«Alguien camina sobre tu tumba»: Mariana Enríquez deambula por cementerios del mundo
Horacio Otheguy Riveira.
Mariana Enríquez hace largos recorridos por donde pocos se atreven con una ferviente ilusión de vivir más y mejor. Así recorrió históricos cementerios de los cuales nos cuenta pormenorizadas historias, panteón a panteón, monumento a monumento, tumba a tumba.
Alguien camina sobre tu tumba. Mis viajes a cementerios es una Antología singular en la que cada capítulo está dedicado a una necrópolis. Empieza en Génova, Italia, y termina en África con epílogo en su Buenos Aires natal, aunque en el recorrido transita por otros camposantos de Argentina. No hay cronología, el libro avanza entre muy diferentes años, puede ser 1997, 2008 o 2019, pero la suma de historias tiene un ritmo casi musical y un afán novelístico de raigambre originalísima.

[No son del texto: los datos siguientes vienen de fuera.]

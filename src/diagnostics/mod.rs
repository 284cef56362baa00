//! Diagnostic records for the command log.
//!
//! Each logged pipe invocation opens one record through the host's
//! [`open_log`](crate::host::Host::open_log), updates it as values become known,
//! takes snapshots of the state around the transform and ends it exactly once.
//!
//! - [`LogAttrs`] - what a record is opened with
//! - [`LogUpdate`] - changes applied while the invocation runs
//! - [`LogHandle`] - the host-side record
//! - [`ConsoleProps`] - lazily computed details for inspection
//! - [`LogBook`] / [`MemoryLog`] - an in-memory backend used by
//!   [`TokioHost`](crate::host::TokioHost)

mod memory;
pub(crate) mod session;

pub use memory::{LogBook, LogRecord, MemoryLog};

use std::fmt;
use std::sync::Arc;

use serde::{Deserialize, Serialize};
use serde_json::{Map, Value};

/// Attributes a record is opened with.
#[derive(Debug, Clone, PartialEq, Eq, Serialize, Deserialize)]
pub struct LogAttrs {
    /// The command name (`"pipe"`).
    pub name: String,
    /// Human-readable message, usually the transform's name and arguments.
    pub message: String,
}

/// A change to an open record.
#[derive(Debug, Clone)]
pub enum LogUpdate {
    /// The element the command is centered on.
    Element(Value),
    /// Details shown when the record is inspected.
    ConsoleProps(ConsoleProps),
}

/// A state capture attached to a record.
#[derive(Debug, Clone, PartialEq, Serialize, Deserialize)]
pub struct Snapshot {
    /// Snapshot name (`"before"`, `"after"`), or `None` for a single capture.
    pub name: Option<String>,
    /// Name of the snapshot expected to follow this one.
    pub next: Option<String>,
    /// The record's element at the time of capture.
    pub element: Option<Value>,
}

/// The host-side handle of one diagnostic record.
pub trait LogHandle: Send {
    /// Apply an update.
    fn set(&mut self, update: LogUpdate);

    /// Capture the current state.
    fn snapshot(&mut self, name: Option<&str>, next: Option<&str>);

    /// Finish the record. Called exactly once per invocation.
    fn end(&mut self);
}

type PropsFn = dyn Fn() -> Map<String, Value> + Send + Sync;

/// Console properties computed on demand.
///
/// Building the map means serializing subjects and yielded values, so the
/// engine hands the host a closure and only pays when someone looks.
#[derive(Clone)]
pub struct ConsoleProps(Arc<PropsFn>);

impl ConsoleProps {
    /// Wrap a closure producing the properties.
    pub fn lazy<F>(f: F) -> Self
    where
        F: Fn() -> Map<String, Value> + Send + Sync + 'static,
    {
        ConsoleProps(Arc::new(f))
    }

    /// Compute the properties.
    pub fn resolve(&self) -> Map<String, Value> {
        (self.0)()
    }
}

impl fmt::Debug for ConsoleProps {
    fn fmt(&self, f: &mut fmt::Formatter<'_>) -> fmt::Result {
        f.debug_tuple("ConsoleProps").field(&"<lazy>").finish()
    }
}
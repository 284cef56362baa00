//! The function a pipe applies to its subject.

use serde::Serialize;

use crate::args::Args;
use crate::loggable::{fn_name, Curried, Loggable};
use crate::outcome::{IntoOutcome, Outcome};

/// Values that can flow through a pipe.
///
/// Subjects and yielded values are cloned into lazily computed console
/// properties and serialized when those are inspected, and they are offered
/// to the host's element probe as `&dyn Any`.
pub trait Subject: Serialize + Clone + Send + Sync + 'static {}

impl<T: Serialize + Clone + Send + Sync + 'static> Subject for T {}

/// A transform from the current subject to a new value.
///
/// Implemented for any `Fn(&S) -> R` where `R` is a `Result` or an
/// [`Outcome`], and for decorated functions ([`Loggable`], [`Curried`]),
/// which additionally report their display name and captured arguments.
///
/// Closures should annotate their parameter (`|s: &Subject| ...`) so they are
/// general over the borrow.
pub trait Transform<S: ?Sized>: Send + Sync {
    /// The value produced by the transform.
    type Output;

    /// Evaluate the transform once against the subject.
    fn apply(&self, subject: &S) -> Outcome<Self::Output>;

    /// Name shown in the command log.
    fn display_name(&self) -> Option<&str> {
        None
    }

    /// Arguments captured when a curried transform was created.
    fn args(&self) -> Option<&Args> {
        None
    }

    /// The command log message: the display name, followed by the formatted
    /// arguments when there are any.
    fn message(&self) -> String {
        match (self.display_name(), self.args()) {
            (name, Some(args)) => format!("{}({})", name.unwrap_or("function"), args),
            (Some(name), None) => name.to_owned(),
            (None, None) => String::new(),
        }
    }
}

impl<S, F, R> Transform<S> for F
where
    S: ?Sized,
    F: Fn(&S) -> R + Send + Sync,
    R: IntoOutcome,
{
    type Output = R::Value;

    fn apply(&self, subject: &S) -> Outcome<R::Value> {
        self(subject).into_outcome()
    }

    fn display_name(&self) -> Option<&str> {
        fn_name::<F>()
    }
}

impl<S, F, R> Transform<S> for Loggable<F>
where
    S: ?Sized,
    F: Fn(&S) -> R + Send + Sync,
    R: IntoOutcome,
{
    type Output = R::Value;

    fn apply(&self, subject: &S) -> Outcome<R::Value> {
        self.call(subject).into_outcome()
    }

    fn display_name(&self) -> Option<&str> {
        Loggable::display_name(self)
    }
}

impl<S, G, R> Transform<S> for Curried<G>
where
    S: ?Sized,
    G: Fn(&S) -> R + Send + Sync,
    R: IntoOutcome,
{
    type Output = R::Value;

    fn apply(&self, subject: &S) -> Outcome<R::Value> {
        self.call(subject).into_outcome()
    }

    fn display_name(&self) -> Option<&str> {
        Curried::display_name(self)
    }

    fn args(&self) -> Option<&Args> {
        Some(Curried::args(self))
    }
}

#[cfg(test)]
mod tests {
    use super::*;
    use crate::loggable::loggable_named;
    use serde_json::{json, Value};

    fn get_foo(obj: &Value) -> Result<Value, String> {
        Ok(obj["foo"].clone())
    }

    #[test]
    fn test_fn_item_reports_its_name() {
        assert_eq!(Transform::<Value>::display_name(&get_foo), Some("get_foo"));
        assert_eq!(Transform::<Value>::message(&get_foo), "get_foo");
    }

    #[test]
    fn test_closure_has_empty_message() {
        let t = |obj: &Value| Ok::<_, String>(obj["foo"].clone());
        assert_eq!(Transform::<Value>::message(&t), "");
        assert!(matches!(t.apply(&json!({ "foo": 1 })), Outcome::Value(v) if v == json!(1)));
    }

    #[test]
    fn test_curried_message_includes_args() {
        let get_prop = loggable_named("getProp", |prop: &'static str| {
            move |obj: &Value| -> Result<Value, String> { Ok(obj[prop].clone()) }
        });
        let t = get_prop.curry("foo");
        assert_eq!(Transform::<Value>::message(&t), r#"getProp("foo")"#);
        assert!(matches!(t.apply(&json!({ "foo": "bar" })), Outcome::Value(v) if v == "bar"));
    }

    #[test]
    fn test_error_becomes_failed() {
        let t = |_: &Value| Err::<Value, _>("boom");
        assert!(t.apply(&json!(null)).is_failed());
    }
}
//! Error types for pipe invocations.

use std::fmt;
use std::time::Duration;

use crate::assertion::AssertionError;
use crate::outcome::TransformError;

/// Why one evaluation round did not settle.
///
/// Both kinds are retryable; the engine keeps only the most recent one.
#[derive(Debug, Clone, PartialEq, Eq)]
pub enum Failure {
    /// The transform itself failed.
    Transform(TransformError),
    /// The transform yielded a value the assertion rejected.
    Assertion(AssertionError),
}

impl Failure {
    /// Returns true if the transform failed.
    pub fn is_transform(&self) -> bool {
        matches!(self, Failure::Transform(_))
    }

    /// Returns true if the assertion rejected the value.
    pub fn is_assertion(&self) -> bool {
        matches!(self, Failure::Assertion(_))
    }
}

impl From<TransformError> for Failure {
    fn from(error: TransformError) -> Self {
        Failure::Transform(error)
    }
}

impl From<AssertionError> for Failure {
    fn from(error: AssertionError) -> Self {
        Failure::Assertion(error)
    }
}

impl fmt::Display for Failure {
    fn fmt(&self, f: &mut fmt::Formatter<'_>) -> fmt::Result {
        match self {
            Failure::Transform(e) => write!(f, "{}", e),
            Failure::Assertion(e) => write!(f, "{}", e),
        }
    }
}

impl std::error::Error for Failure {
    fn source(&self) -> Option<&(dyn std::error::Error + 'static)> {
        match self {
            Failure::Transform(e) => Some(e),
            Failure::Assertion(e) => Some(e),
        }
    }
}

/// Error returned when a pipe never settled within its timeout.
///
/// The message names the timeout and carries the last failure, so it tells
/// apart "the transform kept failing" from "the value stabilized at the wrong
/// thing":
///
/// ```rust
/// use pipewater::assertion::AssertionError;
/// use pipewater::retry::{Failure, TimedOut};
/// use std::time::Duration;
///
/// let err = TimedOut::new(
///     Duration::from_millis(50),
///     Duration::from_millis(48),
///     4,
///     Some(Failure::Assertion(AssertionError::new("expected 'bar' to equal 'baz'"))),
/// );
///
/// assert_eq!(
///     err.to_string(),
///     "Timed out retrying after 50ms: expected 'bar' to equal 'baz'"
/// );
/// ```
#[derive(Debug, Clone, PartialEq, Eq)]
pub struct TimedOut {
    /// The configured timeout.
    pub timeout: Duration,
    /// Time spent before giving up.
    pub elapsed: Duration,
    /// Number of evaluations made.
    pub attempts: u32,
    /// The failure of the final evaluation round.
    pub last_error: Option<Failure>,
}

impl TimedOut {
    /// Create a timeout error.
    pub fn new(
        timeout: Duration,
        elapsed: Duration,
        attempts: u32,
        last_error: Option<Failure>,
    ) -> Self {
        TimedOut {
            timeout,
            elapsed,
            attempts,
            last_error,
        }
    }

    /// Get a reference to the last failure.
    pub fn last_error(&self) -> Option<&Failure> {
        self.last_error.as_ref()
    }
}

impl fmt::Display for TimedOut {
    fn fmt(&self, f: &mut fmt::Formatter<'_>) -> fmt::Result {
        write!(f, "Timed out retrying after {}ms", self.timeout.as_millis())?;
        if let Some(last) = &self.last_error {
            write!(f, ": {}", last)?;
        }
        Ok(())
    }
}

impl std::error::Error for TimedOut {
    fn source(&self) -> Option<&(dyn std::error::Error + 'static)> {
        self.last_error
            .as_ref()
            .map(|e| e as &(dyn std::error::Error + 'static))
    }
}
//! Per-invocation options.

use std::time::Duration;

/// Options for one pipe invocation.
///
/// The timeout is fixed for the whole invocation; retries never extend it.
/// When unset, the host's default command timeout applies.
///
/// ```rust
/// use pipewater::PipeOptions;
/// use std::time::Duration;
///
/// let options = PipeOptions::new()
///     .with_timeout(Duration::from_millis(50))
///     .with_log(false);
///
/// assert_eq!(options.timeout(), Some(Duration::from_millis(50)));
/// assert!(!options.log());
/// assert!(PipeOptions::default().log());
/// ```
#[derive(Debug, Clone, Copy, PartialEq, Eq)]
pub struct PipeOptions {
    timeout: Option<Duration>,
    log: bool,
}

impl Default for PipeOptions {
    fn default() -> Self {
        PipeOptions {
            timeout: None,
            log: true,
        }
    }
}

impl PipeOptions {
    /// Default options: host timeout, logging enabled.
    pub fn new() -> Self {
        Self::default()
    }

    /// Retry for at most `timeout`.
    pub fn with_timeout(mut self, timeout: Duration) -> Self {
        self.timeout = Some(timeout);
        self
    }

    /// Enable or disable the diagnostic record.
    pub fn with_log(mut self, log: bool) -> Self {
        self.log = log;
        self
    }

    /// The explicit timeout, if any.
    pub fn timeout(&self) -> Option<Duration> {
        self.timeout
    }

    /// Whether a diagnostic record is opened.
    pub fn log(&self) -> bool {
        self.log
    }
}
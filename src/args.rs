//! Captured call arguments for diagnostic messages.
//!
//! When a [`Loggable`](crate::Loggable) function is curried, the arguments of the
//! outer call are captured as [`Args`] so the command log can show *which*
//! property, selector or index the inner transform closed over.
//!
//! Arguments are captured structurally: functions become [`Arg::Function`]
//! (carrying their name when one is known), everything else is converted to
//! JSON and stored as [`Arg::Value`].
//!
//! # Examples
//!
//! ```rust
//! use pipewater::args::{func, Arg, ToArgs};
//! use serde_json::json;
//!
//! let args = ("foo", 1, func(|x: i32| x), false, vec![1, 2]).to_args();
//!
//! assert_eq!(args.len(), 5);
//! assert_eq!(args[0], Arg::Value(json!("foo")));
//! assert_eq!(args[2], Arg::Function(None));
//! assert_eq!(args.to_string(), r#""foo", 1, function, false, [1,2]"#);
//! ```

use std::collections::{BTreeMap, HashMap};
use std::fmt;
use std::ops::Deref;

use serde::Serialize;
use serde_json::Value;

use crate::loggable::{fn_name, Curried, Loggable};

/// Serialize for diagnostics, substituting a placeholder on failure.
pub(crate) fn to_json<T: Serialize + ?Sized>(value: &T) -> Value {
    serde_json::to_value(value)
        .unwrap_or_else(|err| Value::String(format!("<unserializable: {}>", err)))
}

/// A single captured argument.
#[derive(Debug, Clone, PartialEq)]
pub enum Arg {
    /// A plain value, captured as its JSON representation.
    Value(Value),
    /// A function-typed argument, with its display name if it has one.
    Function(Option<String>),
}

impl Arg {
    /// Capture any serializable value.
    ///
    /// Values that fail to serialize are captured as a string placeholder so
    /// diagnostics never abort an invocation.
    pub fn value<T: Serialize + ?Sized>(value: &T) -> Self {
        Arg::Value(to_json(value))
    }

    /// Returns true if this argument is a function.
    pub fn is_function(&self) -> bool {
        matches!(self, Arg::Function(_))
    }
}

impl fmt::Display for Arg {
    fn fmt(&self, f: &mut fmt::Formatter<'_>) -> fmt::Result {
        match self {
            Arg::Function(Some(name)) => f.write_str(name),
            Arg::Function(None) => f.write_str("function"),
            Arg::Value(value) => write!(f, "{}", value),
        }
    }
}

/// The ordered argument list of one call.
#[derive(Debug, Clone, PartialEq, Default)]
pub struct Args(Vec<Arg>);

impl Args {
    /// Create an argument list from captured arguments.
    pub fn new(args: Vec<Arg>) -> Self {
        Args(args)
    }

    /// Consume the list, returning the captured arguments.
    pub fn into_vec(self) -> Vec<Arg> {
        self.0
    }

    /// JSON rendering used in console properties.
    ///
    /// Functions become their name (or `"function"`) since JSON has no
    /// function type.
    pub fn to_json(&self) -> Value {
        Value::Array(
            self.0
                .iter()
                .map(|arg| match arg {
                    Arg::Value(value) => value.clone(),
                    Arg::Function(_) => Value::String(arg.to_string()),
                })
                .collect(),
        )
    }
}

impl Deref for Args {
    type Target = [Arg];

    fn deref(&self) -> &[Arg] {
        &self.0
    }
}

impl From<Vec<Arg>> for Args {
    fn from(args: Vec<Arg>) -> Self {
        Args(args)
    }
}

impl fmt::Display for Args {
    fn fmt(&self, f: &mut fmt::Formatter<'_>) -> fmt::Result {
        for (i, arg) in self.0.iter().enumerate() {
            if i > 0 {
                f.write_str(", ")?;
            }
            write!(f, "{}", arg)?;
        }
        Ok(())
    }
}

/// Conversion of one argument into its captured form.
pub trait ToArg {
    /// Capture this value as an [`Arg`].
    fn to_arg(&self) -> Arg;
}

macro_rules! serialize_to_arg {
    ($($ty:ty),* $(,)?) => {
        $(
            impl ToArg for $ty {
                fn to_arg(&self) -> Arg {
                    Arg::value(self)
                }
            }
        )*
    };
}

serialize_to_arg!(
    bool, char, i8, i16, i32, i64, i128, isize, u8, u16, u32, u64, u128, usize, f32, f64, str,
    String, Value,
);

impl<T: Serialize> ToArg for Vec<T> {
    fn to_arg(&self) -> Arg {
        Arg::value(self)
    }
}

impl<T: Serialize> ToArg for [T] {
    fn to_arg(&self) -> Arg {
        Arg::value(self)
    }
}

impl<T: Serialize, const N: usize> ToArg for [T; N] {
    fn to_arg(&self) -> Arg {
        Arg::value(&self[..])
    }
}

impl<T: Serialize> ToArg for Option<T> {
    fn to_arg(&self) -> Arg {
        Arg::value(self)
    }
}

impl<V: Serialize> ToArg for BTreeMap<String, V> {
    fn to_arg(&self) -> Arg {
        Arg::value(self)
    }
}

impl<V: Serialize> ToArg for HashMap<String, V> {
    fn to_arg(&self) -> Arg {
        Arg::value(self)
    }
}

impl<T: ToArg + ?Sized> ToArg for &T {
    fn to_arg(&self) -> Arg {
        (**self).to_arg()
    }
}

impl<F> ToArg for Loggable<F> {
    fn to_arg(&self) -> Arg {
        Arg::Function(self.display_name().map(str::to_owned))
    }
}

impl<F> ToArg for Curried<F> {
    fn to_arg(&self) -> Arg {
        Arg::Function(self.display_name().map(str::to_owned))
    }
}

/// A function passed as an argument to a curried [`Loggable`].
///
/// Created by [`func`]. Derefs to the wrapped function so the callee can
/// still call it.
#[derive(Clone, Copy)]
pub struct FnArg<F>(pub F);

/// Mark a function argument so it is captured as [`Arg::Function`].
///
/// Named functions (`fn` items) keep their name; closures are anonymous.
pub fn func<F>(f: F) -> FnArg<F> {
    FnArg(f)
}

impl<F> Deref for FnArg<F> {
    type Target = F;

    fn deref(&self) -> &F {
        &self.0
    }
}

impl<F> fmt::Debug for FnArg<F> {
    fn fmt(&self, f: &mut fmt::Formatter<'_>) -> fmt::Result {
        f.debug_tuple("FnArg")
            .field(&fn_name::<F>().unwrap_or("function"))
            .finish()
    }
}

impl<F> ToArg for FnArg<F> {
    fn to_arg(&self) -> Arg {
        Arg::Function(fn_name::<F>().map(str::to_owned))
    }
}

/// Conversion of a whole call's arguments into [`Args`].
///
/// Implemented for every single [`ToArg`] value and for tuples of up to eight
/// of them, so `getter.curry("foo")` and `getter.curry(("foo", 1))` both work.
pub trait ToArgs {
    /// Capture these arguments.
    fn to_args(&self) -> Args;
}

impl<T: ToArg + ?Sized> ToArgs for T {
    fn to_args(&self) -> Args {
        Args(vec![self.to_arg()])
    }
}

impl ToArgs for () {
    fn to_args(&self) -> Args {
        Args::default()
    }
}

macro_rules! tuple_to_args {
    ($($name:ident),+) => {
        impl<$($name: ToArg),+> ToArgs for ($($name,)+) {
            #[allow(non_snake_case)]
            fn to_args(&self) -> Args {
                let ($($name,)+) = self;
                Args(vec![$($name.to_arg()),+])
            }
        }
    };
}

tuple_to_args!(A);
tuple_to_args!(A, B);
tuple_to_args!(A, B, C);
tuple_to_args!(A, B, C, D);
tuple_to_args!(A, B, C, D, E);
tuple_to_args!(A, B, C, D, E, F);
tuple_to_args!(A, B, C, D, E, F, G);
tuple_to_args!(A, B, C, D, E, F, G, H);
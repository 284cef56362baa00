//! Host-wide configuration.

use std::time::Duration;

use serde::{Deserialize, Serialize};

use crate::retry::BackoffPolicy;

/// Settings shared by every pipe a host runs.
///
/// Missing fields take their defaults, so a runner's configuration file only
/// needs to mention what it changes:
///
/// ```rust
/// use pipewater::HostConfig;
/// use std::time::Duration;
///
/// let config = HostConfig::from_json(r#"{ "default_command_timeout_ms": 10000 }"#).unwrap();
///
/// assert_eq!(config.default_timeout(), Duration::from_secs(10));
/// assert_eq!(config.retry_interval_ms, 16);
/// ```
#[derive(Debug, Clone, PartialEq, Eq, Serialize, Deserialize)]
#[serde(default)]
pub struct HostConfig {
    /// Timeout for pipes that do not set their own, in milliseconds.
    pub default_command_timeout_ms: u64,
    /// Base wait between evaluation rounds, in milliseconds.
    pub retry_interval_ms: u64,
    /// Grow the wait exponentially up to this cap instead of keeping it
    /// constant.
    pub max_retry_interval_ms: Option<u64>,
}

impl Default for HostConfig {
    fn default() -> Self {
        HostConfig {
            default_command_timeout_ms: 4000,
            retry_interval_ms: 16,
            max_retry_interval_ms: None,
        }
    }
}

impl HostConfig {
    /// Parse a JSON configuration document.
    pub fn from_json(json: &str) -> Result<Self, serde_json::Error> {
        serde_json::from_str(json)
    }

    /// Set the default command timeout.
    pub fn with_default_timeout(mut self, timeout: Duration) -> Self {
        self.default_command_timeout_ms = duration_ms(timeout);
        self
    }

    /// Set the base retry interval.
    pub fn with_retry_interval(mut self, interval: Duration) -> Self {
        self.retry_interval_ms = duration_ms(interval);
        self
    }

    /// Back off exponentially, capped at `max`.
    pub fn with_max_retry_interval(mut self, max: Duration) -> Self {
        self.max_retry_interval_ms = Some(duration_ms(max));
        self
    }

    /// The default command timeout.
    pub fn default_timeout(&self) -> Duration {
        Duration::from_millis(self.default_command_timeout_ms)
    }

    /// The backoff policy these settings describe.
    pub fn backoff(&self) -> BackoffPolicy {
        let base = Duration::from_millis(self.retry_interval_ms);
        match self.max_retry_interval_ms {
            Some(max) => {
                BackoffPolicy::exponential(base).with_max_delay(Duration::from_millis(max))
            }
            None => BackoffPolicy::constant(base),
        }
    }
}

fn duration_ms(d: Duration) -> u64 {
    u64::try_from(d.as_millis()).unwrap_or(u64::MAX)
}

#[cfg(test)]
mod tests {
    use super::*;
    use crate::retry::BackoffStrategy;

    #[test]
    fn test_defaults() {
        let config = HostConfig::default();
        assert_eq!(config.default_timeout(), Duration::from_millis(4000));
        assert_eq!(
            config.backoff().strategy(),
            &BackoffStrategy::Constant(Duration::from_millis(16))
        );
    }

    #[test]
    fn test_empty_json_is_default() {
        assert_eq!(HostConfig::from_json("{}").unwrap(), HostConfig::default());
    }

    #[test]
    fn test_capped_interval_is_exponential() {
        let config = HostConfig::default()
            .with_retry_interval(Duration::from_millis(10))
            .with_max_retry_interval(Duration::from_millis(100));
        let backoff = config.backoff();
        assert_eq!(backoff.delay_for_attempt(1), Duration::from_millis(20));
        assert_eq!(backoff.delay_for_attempt(10), Duration::from_millis(100));
    }

    #[test]
    fn test_invalid_json_is_an_error() {
        assert!(HostConfig::from_json(r#"{ "retry_interval_ms": "fast" }"#).is_err());
    }

    #[test]
    fn test_round_trips_through_json() {
        let config = HostConfig::default().with_default_timeout(Duration::from_millis(50));
        let json = serde_json::to_string(&config).unwrap();
        assert_eq!(HostConfig::from_json(&json).unwrap(), config);
    }
}
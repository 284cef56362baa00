//! # Pipewater
//!
//! > *"Keep the water moving until it runs clear"*
//!
//! Retry-until-settled value transformation for end-to-end test runners.
//!
//! ## Philosophy
//!
//! A pipe takes a subject, applies a function to it and keeps re-applying it
//! until the result is what the test expects:
//! - **Errors are signals**: a failing transform means "not yet", not "stop"
//! - **Assertions drive retries**: a value the assertion rejects is retried too
//! - **Time-bounded**: one fixed timeout per invocation, never extended
//! - **Diagnosable**: every invocation leaves exactly one finished log record
//!
//! The runner-specific parts (timers, log storage, element detection) sit
//! behind the [`Host`] trait. [`TokioHost`] is a complete implementation.
//!
//! ## Quick Example
//!
//! ```rust
//! use pipewater::prelude::*;
//! use serde_json::{json, Value};
//!
//! # tokio_test::block_on(async {
//! let host = TokioHost::default();
//!
//! // Display name and arguments end up in the command log
//! let get_prop = loggable_named("getProp", |prop: &'static str| {
//!     move |obj: &Value| obj.get(prop).cloned().ok_or("missing")
//! });
//!
//! let bar = Chain::wrap(&host, json!({ "foo": "bar" }))
//!     .pipe(get_prop.curry("foo"))
//!     .should(equal(json!("bar")))
//!     .await
//!     .unwrap();
//!
//! assert_eq!(bar.into_subject(), json!("bar"));
//! assert_eq!(host.logs().last().unwrap().message(), r#"getProp("foo")"#);
//! # });
//! ```
//!
//! For more, see the `demos/` directory.

#![warn(missing_docs)]
#![warn(missing_debug_implementations)]

pub mod args;
pub mod assertion;
pub mod diagnostics;
pub mod host;
pub mod loggable;
pub mod outcome;
pub mod retry;
pub mod testing;
pub mod transform;

mod chain;

pub use chain::{Chain, PipeCommand};
pub use host::{Host, HostConfig, RetryState};
#[cfg(feature = "async")]
pub use host::TokioHost;
pub use loggable::{loggable, loggable_named, ArgumentError, Curried, Loggable};
pub use outcome::{Outcome, TransformError};
pub use retry::{pipe, BackoffPolicy, Failure, PipeOptions, TimedOut};
pub use transform::{Subject, Transform};

/// Prelude module for convenient imports.
///
/// ```rust
/// use pipewater::prelude::*;
/// ```
pub mod prelude {
    pub use crate::args::func;
    pub use crate::assertion::{equal, have_length, satisfy, Assertion, AssertionError};
    pub use crate::chain::{Chain, PipeCommand};
    pub use crate::host::{Host, HostConfig};
    #[cfg(feature = "async")]
    pub use crate::host::TokioHost;
    pub use crate::loggable::{loggable, loggable_named, Curried, Loggable};
    pub use crate::outcome::{IntoOutcome, Outcome, TransformError};
    pub use crate::retry::{pipe, BackoffPolicy, Failure, PipeOptions, TimedOut};
    pub use crate::transform::{Subject, Transform};
}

Historias muy distintas entre sí por etnias, culturas, clases sociales que se leen como si se tratara de una novela cuya protagonista es la escritora que no nos cuenta detalles profundos de su vida cotidiana, pero con muy poco enaltece la sensación de fantasma al fin reencarnado en este tiempo desde muy lejanas epopeyas, arribado a nuestras costas para sorprendernos con testimonios reales que parecen fantásticos.
Con pulso narrativo tan notable como el ya conocido y aplaudido en otras obras (señaladas al final de este artículo), discurren sus viajes con buena carga de tensión dramática, de acontecimientos de los que siempre apetece seguir leyendo.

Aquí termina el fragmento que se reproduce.